Item | Requirement |
---|---|
Hardware (for on-premise runs only) Note: The following specs are based upon running one collector process at a time. Please adjust the hardware if you are running multiple collectors at the same time. | |
RAM | 8 GB |
CPU | 2 Ghz processor |
Software (for on-premise runs only) | |
Docker | Click here to get Docker. |
data.world specific objects (for both cloud and on-premise runs) | |
Dataset | You must have a ddw-catalogs dataset set up to hold your catalog files when you are done running the collector. If you are using Catalog Toolkit , follow these instructions to prepare the datasets for collectors. |
Setting up authentication for cataloging Snowflake
The collector supports the following authentication method:
Username and Key-pair authentication. For details, see the Snowflake documentation.
Important
Support for Snowflake username and password authentication will be discontinued soon. If you used this method of authentication, we advise you to change the authentication to username and key-pair authentication. For details, see this field notice.
We recommend you create a dedicated Snowflake user for running the collector. You will need specific permissions to create this new user.
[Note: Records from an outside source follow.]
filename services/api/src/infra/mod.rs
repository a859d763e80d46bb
pub mod db;
pub mod password;
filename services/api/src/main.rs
use sea_orm::Database;
use tracing::info;

use ecodatum_api::config::ApiConfig;
use ecodatum_api::router::build_router;
use ecodatum_api::state::AppState;
use ecodatum_core::tracing::init_tracing;

#[tokio::main]
async fn main() -> anyhow::Result<()> {
    init_tracing("info");

    let config = ApiConfig::from_env()?;

    let db = Database::connect(&config.database_url).await?;

    let state = AppState {
        db,
        root_user: config.root_user,
    };

    if let Some(password) = &config.root_user_password {
        let root = state.manager().ensure_root_user(password).await?;
        info!(user_id = %root.id, "root user verified");
    }

    let router = build_router(state);
    let http_addr = format!("0.0.0.0:{}", config.port);
    let listener = tokio::net::TcpListener::bind(&http_addr).await?;

    info!("ecodatum api listening on {http_addr}");
    axum::serve(listener, router).await?;
    Ok(())
}
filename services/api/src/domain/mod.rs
pub mod repository;
pub mod types;
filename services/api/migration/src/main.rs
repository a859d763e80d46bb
use sea_orm_migration::prelude::*;

use ecodatum_api_migration::Migrator;

#[tokio::main]
async fn main() {
    cli::run_cli(Migrator).await;
}
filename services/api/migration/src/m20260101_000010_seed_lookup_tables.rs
use sea_orm_migration::prelude::*;
use uuid::Uuid;

use ecodatum_domain::abiotic_factor::AbioticFactorName;
use ecodatum_domain::image_type::ImageTypeName;
use ecodatum_domain::measurement_unit::MeasurementUnitName;
use ecodatum_domain::role::RoleName;

#[derive(DeriveMigrationName)]
pub struct Migration;

#[async_trait::async_trait]
impl MigrationTrait for Migration {
    async fn up(&self, manager: &SchemaManager) -> Result<(), DbErr> {
        seed(manager, Roles::Table, RoleName::ALL.iter().map(|n| n.as_str())).await?;
        seed(
            manager,
            AbioticFactors::Table,
            AbioticFactorName::ALL.iter().map(|n| n.as_str()),
        )
        .await?;
        seed(
            manager,
            MeasurementUnits::Table,
            MeasurementUnitName::ALL.iter().map(|n| n.as_str()),
        )
        .await?;
        seed(
            manager,
            ImageTypes::Table,
            ImageTypeName::ALL.iter().map(|n| n.as_str()),
        )
        .await
    }

    async fn down(&self, manager: &SchemaManager) -> Result<(), DbErr> {
        manager
            .exec_stmt(Query::delete().from_table(ImageTypes::Table).to_owned())
            .await?;
        manager
            .exec_stmt(Query::delete().from_table(MeasurementUnits::Table).to_owned())
            .await?;
        manager
            .exec_stmt(Query::delete().from_table(AbioticFactors::Table).to_owned())
            .await?;
        manager
            .exec_stmt(Query::delete().from_table(Roles::Table).to_owned())
            .await
    }
}

async fn seed<T, I>(manager: &SchemaManager<'_>, table: T, names: I) -> Result<(), DbErr>
where
    T: IntoIden + 'static,
    I: IntoIterator<Item = &'static str>,
{
    manager.exec_stmt(seed_statement(table, names)?).await
}

/// One multi-row insert per lookup table. Names that are already present are kept.
fn seed_statement<T, I>(table: T, names: I) -> Result<InsertStatement, DbErr>
where
    T: IntoIden + 'static,
    I: IntoIterator<Item = &'static str>,
{
    let mut insert = Query::insert();
    insert
        .into_table(table)
        .columns([Lookup::Id, Lookup::Name])
        .on_conflict(OnConflict::column(Lookup::Name).do_nothing().to_owned());
    for name in names {
        insert
            .values([Uuid::now_v7().into(), name.into()])
            .map_err(|e| DbErr::Custom(e.to_string()))?;
    }
    Ok(insert.to_owned())
}

#[derive(DeriveIden)]
enum Lookup {
    Id,
    Name,
}

#[derive(DeriveIden)]
enum Roles {
    Table,
}

#[derive(DeriveIden)]
enum AbioticFactors {
    Table,
}

#[derive(DeriveIden)]
enum MeasurementUnits {
    Table,
}

#[derive(DeriveIden)]
enum ImageTypes {
    Table,
}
You need at least USERADMIN or higher permissions to create a new user. See the Snowflake user creation documentation. If you plan to modify the settings of an existing user, you will need OWN permissions to make such updates. See the Snowflake Admin User Management documentation
Additionally, to create key-pair authentication for this user, you need a minimum of SECURITYADMIN to alter the user settings. See the Snowflake documentation.
To set permissions:
In the following query, replace <warehouse_name>, <database_name>, <streamlit_app_name>, and <rsa_public_key>.
Note
The following query grants permissions for all Snowflake schemas, tables, external tables, and views to the DDW_ACCOUNT_ROLE. The scope of the grant statements can be modified to grant permissions to specified objects which would limit the metadata cataloged from Snowflake.
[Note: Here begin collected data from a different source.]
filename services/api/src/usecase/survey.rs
use chrono::{DateTime, Utc};
use uuid::Uuid;

use crate::domain::repository::{PasswordHasher, Store};
use crate::domain::types::{Site, Survey, User};
use crate::error::ApiError;
use crate::usecase::{ModelManager, expect};

impl<R: Store, H: PasswordHasher> ModelManager<R, H> {
    // ── Create ───────────────────────────────────────────────────────────────

    /// Start a survey at `site`. `date` defaults to now.
    pub async fn create_survey(
        &self,
        user: &User,
        site: &Site,
        date: Option<DateTime<Utc>>,
    ) -> Result<Survey, ApiError> {
        let user = self.find_user(user.id).await?;
        let site = self.find_site(site.id).await?;
        if !self.access.can_access_site(&user, &site).await? {
            return Err(ApiError::PreconditionFailed(
                "user does not belong to the site's organization",
            ));
        }

        let survey = Survey {
            id: Uuid::now_v7(),
            date: date.unwrap_or_else(Utc::now),
            site_id: site.id,
            user_id: user.id,
        };
        self.repo.insert_survey(&survey).await?;
        tracing::info!(survey_id = %survey.id, site_id = %survey.site_id, "survey created");
        Ok(survey)
    }

    // ── Read ─────────────────────────────────────────────────────────────────

    pub async fn find_survey(&self, id: Uuid) -> Result<Survey, ApiError> {
        expect(self.repo.find_survey(id).await?, ApiError::SurveyNotFound)
    }

    pub async fn list_surveys(&self) -> Result<Vec<Survey>, ApiError> {
        self.repo.list_surveys().await
    }

    /// Surveys reachable through the user's organization memberships.
    pub async fn find_surveys_by_user(&self, user: &User) -> Result<Vec<Survey>, ApiError> {
        self.repo.list_surveys_by_user(user.id).await
    }

    pub async fn list_surveys_for_site(&self, site: &Site) -> Result<Vec<Survey>, ApiError> {
        self.repo.list_surveys_by_site(site.id).await
    }

    // ── Update ───────────────────────────────────────────────────────────────

    pub async fn update_survey(
        &self,
        id: Uuid,
        new_date: Option<DateTime<Utc>>,
    ) -> Result<Survey, ApiError> {
        let mut survey = self.find_survey(id).await?;
        if let Some(date) = new_date {
            survey.date = date;
        }
        self.repo.update_survey(&survey).await?;
        tracing::info!(survey_id = %survey.id, "survey updated");
        Ok(survey)
    }

    // ── Delete ───────────────────────────────────────────────────────────────

    pub async fn delete_survey(&self, id: Uuid) -> Result<(), ApiError> {
        let survey = self.find_survey(id).await?;
        if self.repo.survey_has_records(survey.id).await? {
            return Err(ApiError::HasDependents("survey"));
        }
        if !self.repo.delete_survey(survey.id).await? {
            return Err(ApiError::SurveyNotFound);
        }
        tracing::info!(survey_id = %survey.id, "survey deleted");
        Ok(())
    }
}
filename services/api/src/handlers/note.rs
use axum::{
    Json,
    extract::{Path, State},
    http::StatusCode,
};
use serde::{Deserialize, Serialize};
use uuid::Uuid;

use ecodatum_auth_types::IdentityHeaders;

use crate::domain::types::Note;
use crate::error::ApiError;
use crate::state::AppState;

#[derive(Serialize)]
#[serde(rename_all = "camelCase")]
pub struct NoteResponse {
    pub id: Uuid,
    pub text: String,
    pub survey_id: Uuid,
}

impl From<Note> for NoteResponse {
    fn from(note: Note) -> Self {
        Self {
            id: note.id,
            text: note.text,
            survey_id: note.survey_id,
        }
    }
}

// ── GET /notes/{id} ──────────────────────────────────────────────────────────

pub async fn get_note(
    identity: IdentityHeaders,
    State(state): State<AppState>,
    Path(id): Path<Uuid>,
) -> Result<Json<NoteResponse>, ApiError> {
    let manager = state.manager();
    let caller = manager.resolve_caller(identity.user_id).await?;
    let note = manager.find_accessible_note(&caller, id).await?;
    Ok(Json(note.into()))
}

// ── POST /notes ──────────────────────────────────────────────────────────────

#[derive(Deserialize)]
#[serde(rename_all = "camelCase")]
pub struct CreateNoteRequest {
    pub survey_id: Uuid,
    pub text: String,
}

pub async fn create_note(
    identity: IdentityHeaders,
    State(state): State<AppState>,
    Json(body): Json<CreateNoteRequest>,
) -> Result<(StatusCode, Json<NoteResponse>), ApiError> {
    let manager = state.manager();
    let caller = manager.resolve_caller(identity.user_id).await?;
    let survey = manager.find_accessible_survey(&caller, body.survey_id).await?;
    let note = manager.create_note(&caller, &survey, body.text).await?;
    Ok((StatusCode::CREATED, Json(note.into())))
}

// ── PUT /notes/{id} ──────────────────────────────────────────────────────────

#[derive(Deserialize)]
#[serde(rename_all = "camelCase")]
pub struct UpdateNoteRequest {
    pub text: Option<String>,
}

pub async fn update_note(
    identity: IdentityHeaders,
    State(state): State<AppState>,
    Path(id): Path<Uuid>,
    Json(body): Json<UpdateNoteRequest>,
) -> Result<Json<NoteResponse>, ApiError> {
    let manager = state.manager();
    let caller = manager.resolve_caller(identity.user_id).await?;
    let note = manager.find_accessible_note(&caller, id).await?;
    let note = manager.update_note(note.id, body.text).await?;
    Ok(Json(note.into()))
}

// ── DELETE /notes/{id} ───────────────────────────────────────────────────────

pub async fn delete_note(
    identity: IdentityHeaders,
    State(state): State<AppState>,
    Path(id): Path<Uuid>,
) -> Result<StatusCode, ApiError> {
    let manager = state.manager();
    let caller = manager.resolve_caller(identity.user_id).await?;
    let note = manager.find_accessible_note(&caller, id).await?;
    manager.delete_note(note.id).await?;
    Ok(StatusCode::NO_CONTENT)
}
use uuid::Uuid;

use ecodatum_domain::image_type::ImageTypeName;

use crate::domain::repository::{PasswordHasher, Store};
use crate::domain::types::{Image, ImageType, Survey, User};
use crate::error::ApiError;
use crate::usecase::{ModelManager, expect};

pub struct CreateImageInput {
    pub base64_encoded: String,
    pub description: Option<String>,
}

#[derive(Default)]
pub struct UpdateImageInput {
    pub base64_encoded: Option<String>,
    pub description: Option<String>,
    pub image_type_id: Option<Uuid>,
}

impl<R: Store, H: PasswordHasher> ModelManager<R, H> {
    // ── Create ───────────────────────────────────────────────────────────────

    pub async fn create_image(
        &self,
        user: &User,
        survey: &Survey,
        image_type: &ImageType,
        input: CreateImageInput,
    ) -> Result<Image, ApiError> {
        if input.base64_encoded.is_empty() {
            return Err(ApiError::InvalidInput("image payload must not be empty"));
        }
        let survey = self.find_survey(survey.id).await?;
        let image_type = self.find_image_type(image_type.id).await?;
        self.assert_survey_member(user, &survey).await?;

        let image = Image {
            id: Uuid::now_v7(),
            base64_encoded: input.base64_encoded,
            description: input.description,
            image_type_id: image_type.id,
            survey_id: survey.id,
        };
        self.repo.insert_image(&image).await?;
        tracing::info!(image_id = %image.id, survey_id = %image.survey_id, "image created");
        Ok(image)
    }

    pub async fn create_image_by_name(
        &self,
        user: &User,
        survey: &Survey,
        image_type: ImageTypeName,
        input: CreateImageInput,
    ) -> Result<Image, ApiError> {
        let image_type = self.get_image_type(image_type).await?;
        self.create_image(user, survey, &image_type, input).await
    }

    // ── Read ─────────────────────────────────────────────────────────────────

    pub async fn find_image(&self, id: Uuid) -> Result<Image, ApiError> {
        expect(self.repo.find_image(id).await?, ApiError::ImageNotFound)
    }

    pub async fn list_images_for_survey(&self, survey: &Survey) -> Result<Vec<Image>, ApiError> {
        self.repo.list_images_by_survey(survey.id).await
    }

    // ── Update ───────────────────────────────────────────────────────────────

    pub async fn update_image(&self, id: Uuid, input: UpdateImageInput) -> Result<Image, ApiError> {
        let mut image = self.find_image(id).await?;
        if let Some(payload) = input.base64_encoded {
            if payload.is_empty() {
                return Err(ApiError::InvalidInput("image payload must not be empty"));
            }
            image.base64_encoded = payload;
        }
        if let Some(description) = input.description {
            image.description = Some(description);
        }
        if let Some(id) = input.image_type_id {
            image.image_type_id = self.find_image_type(id).await?.id;
        }
        self.repo.update_image(&image).await?;
        tracing::info!(image_id = %image.id, "image updated");
        Ok(image)
    }

    // ── Delete ───────────────────────────────────────────────────────────────

    pub async fn delete_image(&self, id: Uuid) -> Result<(), ApiError> {
        let image = self.find_image(id).await?;
        if !self.repo.delete_image(image.id).await? {
            return Err(ApiError::ImageNotFound);
        }
        tracing::info!(image_id = %image.id, "image deleted");
        Ok(())
    }

    async fn find_image_type(&self, id: Uuid) -> Result<ImageType, ApiError> {
        expect(
            self.repo.find_image_type(id).await?,
            ApiError::LookupNotFound("image type"),
        )
    }
}
//! Gateway-injected identity header extractor.

use axum::extract::FromRequestParts;
use http::StatusCode;
use http::request::Parts;
use uuid::Uuid;

/// Header carrying the authenticated user's id.
pub const USER_ID_HEADER: &str = "x-ecodatum-user-id";

/// Caller identity injected by the gateway via `x-ecodatum-user-id`.
///
/// Returns 401 if the header is absent or cannot be parsed as UUID.
/// Resolving the id to a persisted user, and any permission decision, is left
/// to the service.
#[derive(Debug, Clone, Copy, PartialEq, Eq)]
pub struct IdentityHeaders {
    pub user_id: Uuid,
}

impl<S> FromRequestParts<S> for IdentityHeaders
where
    S: Send + Sync,
{
    type Rejection = StatusCode;

    // Values are read synchronously so the returned future borrows nothing
    // from `parts` (axum-core 0.5 requires `impl Future + Send`).
    fn from_request_parts(
        parts: &mut Parts,
        _state: &S,
    ) -> impl std::future::Future<Output = Result<Self, Self::Rejection>> + Send {
        let user_id = parts
            .headers
            .get(USER_ID_HEADER)
            .and_then(|v| v.to_str().ok())
            .and_then(|s| s.trim().parse::<Uuid>().ok());

        async move {
            let user_id = user_id.ok_or(StatusCode::UNAUTHORIZED)?;
            Ok(Self { user_id })
        }
    }
}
The collector requires permissions on the snowflake.account_usage schema to harvest table usage, object dependency based lineage, functions and stored procedures, tags, row access policies, masking policies, creation date and time, and modification date and time.
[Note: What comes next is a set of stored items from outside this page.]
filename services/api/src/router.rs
use axum::{
    Router,
    extract::State,
    http::StatusCode,
    routing::{get, post},
};

use ecodatum_core::health::{healthz, readiness};
use ecodatum_core::middleware::{request_id_layer, trace_layer};

use crate::handlers::{
    image::{create_image, delete_image, get_image, update_image},
    lookup::{get_abiotic_factors, get_image_types, get_measurement_units, get_roles},
    measurement::{create_measurement, delete_measurement, get_measurement, update_measurement},
    note::{create_note, delete_note, get_note, update_note},
    organization::{
        add_organization_member, create_organization, delete_organization, get_organization,
        get_organization_members, get_organization_sites, get_organizations,
        update_organization,
    },
    site::{create_site, delete_site, get_site, get_site_surveys, get_sites, update_site},
    survey::{
        create_survey, delete_survey, get_survey, get_survey_images, get_survey_measurements,
        get_survey_notes, get_surveys, update_survey,
    },
    user::{create_user, delete_user, get_me, get_user, get_users, update_user},
};
use crate::state::AppState;

async fn readyz(State(state): State<AppState>) -> StatusCode {
    readiness(state.db.ping().await)
}

pub fn build_router(state: AppState) -> Router {
    Router::new()
        // Health
        .route("/healthz", get(healthz))
        .route("/readyz", get(readyz))
        // Lookups
        .route("/roles", get(get_roles))
        .route("/abiotic-factors", get(get_abiotic_factors))
        .route("/measurement-units", get(get_measurement_units))
        .route("/image-types", get(get_image_types))
        // Users
        .route("/users", post(create_user).get(get_users))
        .route("/users/@me", get(get_me))
        .route(
            "/users/{id}",
            get(get_user).put(update_user).delete(delete_user),
        )
        // Organizations
        .route(
            "/organizations",
            get(get_organizations).post(create_organization),
        )
        .route(
            "/organizations/{id}",
            get(get_organization)
                .put(update_organization)
                .delete(delete_organization),
        )
        .route("/organizations/{id}/sites", get(get_organization_sites))
        .route(
            "/organizations/{id}/members",
            get(get_organization_members).post(add_organization_member),
        )
        // Sites
        .route("/sites", get(get_sites).post(create_site))
        .route(
            "/sites/{id}",
            get(get_site).put(update_site).delete(delete_site),
        )
        .route("/sites/{id}/surveys", get(get_site_surveys))
        // Surveys
        .route("/surveys", get(get_surveys).post(create_survey))
        .route(
            "/surveys/{id}",
            get(get_survey).put(update_survey).delete(delete_survey),
        )
        .route("/surveys/{id}/measurements", get(get_survey_measurements))
        .route("/surveys/{id}/notes", get(get_survey_notes))
        .route("/surveys/{id}/images", get(get_survey_images))
        // Measurements
        .route("/measurements", post(create_measurement))
        .route(
            "/measurements/{id}",
            get(get_measurement)
                .put(update_measurement)
                .delete(delete_measurement),
        )
        // Notes
        .route("/notes", post(create_note))
        .route(
            "/notes/{id}",
            get(get_note).put(update_note).delete(delete_note),
        )
        // Images
        .route("/images", post(create_image))
        .route(
            "/images/{id}",
            get(get_image).put(update_image).delete(delete_image),
        )
        .layer(trace_layer())
        .layer(request_id_layer())
        .with_state(state)
}
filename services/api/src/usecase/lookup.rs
use ecodatum_domain::abiotic_factor::AbioticFactorName;
use ecodatum_domain::image_type::ImageTypeName;
use ecodatum_domain::measurement_unit::MeasurementUnitName;
use ecodatum_domain::role::RoleName;

use crate::domain::repository::{PasswordHasher, Store};
use crate::domain::types::{AbioticFactor, ImageType, MeasurementUnit, Role};
use crate::error::ApiError;
use crate::usecase::{ModelManager, expect};

// Lookup rows are seeded by migration, so a missing one is an integrity failure.

impl<R: Store, H: PasswordHasher> ModelManager<R, H> {
    pub async fn get_role(&self, name: RoleName) -> Result<Role, ApiError> {
        expect(
            self.repo.get_role(name).await?,
            ApiError::PreconditionFailed("role is not seeded"),
        )
    }

    pub async fn get_abiotic_factor(
        &self,
        name: AbioticFactorName,
    ) -> Result<AbioticFactor, ApiError> {
        expect(
            self.repo.get_abiotic_factor(name).await?,
            ApiError::PreconditionFailed("abiotic factor is not seeded"),
        )
    }

    pub async fn get_measurement_unit(
        &self,
        name: MeasurementUnitName,
    ) -> Result<MeasurementUnit, ApiError> {
        expect(
            self.repo.get_measurement_unit(name).await?,
            ApiError::PreconditionFailed("measurement unit is not seeded"),
        )
    }

    pub async fn get_image_type(&self, name: ImageTypeName) -> Result<ImageType, ApiError> {
        expect(
            self.repo.get_image_type(name).await?,
            ApiError::PreconditionFailed("image type is not seeded"),
        )
    }

    pub async fn list_roles(&self) -> Result<Vec<Role>, ApiError> {
        self.repo.list_roles().await
    }

    pub async fn list_abiotic_factors(&self) -> Result<Vec<AbioticFactor>, ApiError> {
        self.repo.list_abiotic_factors().await
    }

    pub async fn list_measurement_units(&self) -> Result<Vec<MeasurementUnit>, ApiError> {
        self.repo.list_measurement_units().await
    }

    pub async fn list_image_types(&self) -> Result<Vec<ImageType>, ApiError> {
        self.repo.list_image_types().await
    }
}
create or replace role DDW_ACCOUNT_ROLE; grant operate, usage on warehouse <warehouse_name> to role DDW_ACCOUNT_ROLE; grant usage on database <database_name> to role DDW_ACCOUNT_ROLE; grant usage on all schemas IN DATABASE <database_name> to role DDW_ACCOUNT_ROLE; grant select on all tables IN DATABASE <database_name> to role DDW_ACCOUNT_ROLE; grant select on all external tables IN DATABASE <database_name> to role DDW_ACCOUNT_ROLE; grant select on all views IN DATABASE <database_name> to role DDW_ACCOUNT_ROLE; GRANT USAGE ON FUTURE SCHEMAS IN DATABASE '<database_name>' TO ROLE DDW_ACCOUNT_ROLE; GRANT SELECT ON FUTURE TABLES IN DATABASE '<database_name>' TO ROLE DDW_ACCOUNT_ROLE; //These permissions are only required if you want to harvest metadata from Streamlit apps. GRANT USAGE on STREAMLIT <streamlit_app_name> to ROLE DDW_ACCOUNT_ROLE; // Set up a key-pair authenticate. Follow steps from https://docs.snowflake.com/en/user-guide/key-pair-auth create user DDW_ACCOUNT RSA_PUBLIC_KEY = '<rsa_public_key>' type = SERVICE default_role = DDW_ACCOUNT_ROLE default_warehouse = '<warehouse_name>' display_name = 'data.world'; // These permissions are required to harvest table usage, Object Dependency based lineage, // functions and stored procedures, tags, row access policies, and masking policies use role ACCOUNTADMIN; grant imported privileges on database snowflake to role DDW_ACCOUNT_ROLE; // You can check the grants on the user with this SHOW GRANTS TO ROLE DDW_ACCOUNT_ROLE;
Run all the queries.
Test the collector using the DDW_ACCOUNT user and and the key-pair file you created.